▸ **Assignment**
Your task is to copy each line of the records that includes the string "crate".

[Stored data]
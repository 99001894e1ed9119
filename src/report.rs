//! The assembled analysis result for one ROM image.

use serde::Serialize;

use crate::header::{Bank, HEADER_SIZE};
use crate::hexdump;
use crate::metadata::RomMetadata;

/// Struct to hold the analysis results for a SNES ROM.
#[derive(Debug, PartialEq, Clone, Serialize)]
pub struct RomReport {
    /// The name of the source file.
    pub source_name: String,
    /// Whether a copier (SMC) header precedes the image.
    pub smc_header: bool,
    /// Size of the copier header in bytes (0 when absent).
    pub smc_offset: u64,
    /// Which bank layout the accepted header was found at.
    pub bank: Bank,
    /// Absolute file address of the accepted header.
    pub header_address: u64,
    /// Decoded header fields.
    #[serde(flatten)]
    pub metadata: RomMetadata,
    /// Checksum computed over the whole image, hex.
    pub calculated_checksum: String,
    /// The raw 64-byte header window, kept for the hex dump.
    #[serde(skip)]
    pub header_bytes: [u8; HEADER_SIZE],
}

impl RomReport {
    /// Returns a printable String of the analysis results, ending with a
    /// canonical dump of the raw header at its absolute file address.
    pub fn print(&self) -> String {
        format!(
            "Game Title: {}\n\
             SMC Header: {}\n\
             Rom Mapping: {}\n\
             Rom Type: {}\n\
             Rom Size: {} MegaBits\n\
             SRAM Size: {} Kilobits\n\
             Country: {}\n\
             Licensee: {}\n\
             Game Version: {}\n\
             Checksum Complement: {}\n\
             Specified Checksum: {}\n\
             Calculated checksum: {}\n\n\
             {}",
            self.metadata.game_title,
            if self.smc_header { "Yes" } else { "No" },
            self.metadata.rom_mapping,
            self.metadata.rom_type,
            self.metadata.rom_size,
            self.metadata.sram_size,
            self.metadata.country,
            self.metadata.licensee,
            self.metadata.version,
            self.metadata.checksum_complement,
            self.metadata.header_checksum,
            self.calculated_checksum,
            hexdump::render_canonical(&self.header_bytes, self.header_address),
        )
    }
}

#[cfg(test)]
mod tests {
    use super::*;
    use crate::metadata::RomMetadata;

    fn sample_report() -> RomReport {
        RomReport {
            source_name: "game.sfc".to_string(),
            smc_header: false,
            smc_offset: 0,
            bank: Bank::LoRom,
            header_address: 0x7FC0,
            metadata: RomMetadata {
                game_title: "TEST GAME".to_string(),
                rom_mapping: "LoROM".to_string(),
                rom_type: "ROM".to_string(),
                rom_size: 8,
                sram_size: 64,
                country: "USA".to_string(),
                licensee: "Nintendo".to_string(),
                version: 0,
                checksum_complement: "5555".to_string(),
                header_checksum: "aaaa".to_string(),
            },
            calculated_checksum: "aaaa".to_string(),
            header_bytes: [0u8; HEADER_SIZE],
        }
    }

    #[test]
    fn test_print_field_order() {
        let output = sample_report().print();
        let labels = [
            "Game Title:",
            "SMC Header:",
            "Rom Mapping:",
            "Rom Type:",
            "Rom Size:",
            "SRAM Size:",
            "Country:",
            "Licensee:",
            "Game Version:",
            "Checksum Complement:",
            "Specified Checksum:",
            "Calculated checksum:",
        ];
        let mut last = 0;
        for label in labels {
            let pos = output.find(label).unwrap_or_else(|| panic!("missing {}", label));
            assert!(pos >= last, "{} out of order", label);
            last = pos;
        }
        assert!(output.contains("Rom Size: 8 MegaBits"));
        assert!(output.contains("SRAM Size: 64 Kilobits"));
        assert!(output.contains("SMC Header: No"));
    }

    #[test]
    fn test_print_includes_header_dump_at_address() {
        let output = sample_report().print();
        assert!(output.contains("0007fc0  "));
        // 64 header bytes make exactly four dump rows.
        assert_eq!(output.lines().filter(|l| l.contains('|')).count(), 4);
    }

    #[test]
    fn test_json_serialization_flattens_metadata() {
        let json = serde_json::to_string_pretty(&sample_report()).unwrap();
        assert!(json.contains("\"game_title\": \"TEST GAME\""));
        assert!(json.contains("\"calculated_checksum\": \"aaaa\""));
        // Raw header bytes are not part of the JSON surface.
        assert!(!json.contains("header_bytes"));
    }
}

▸ **Exercise solution**
use crate::header::{Bank, HEADER_SIZE};
use crate::hexdump;
use crate::metadata::RomMetadata;
    use crate::metadata::RomMetadata;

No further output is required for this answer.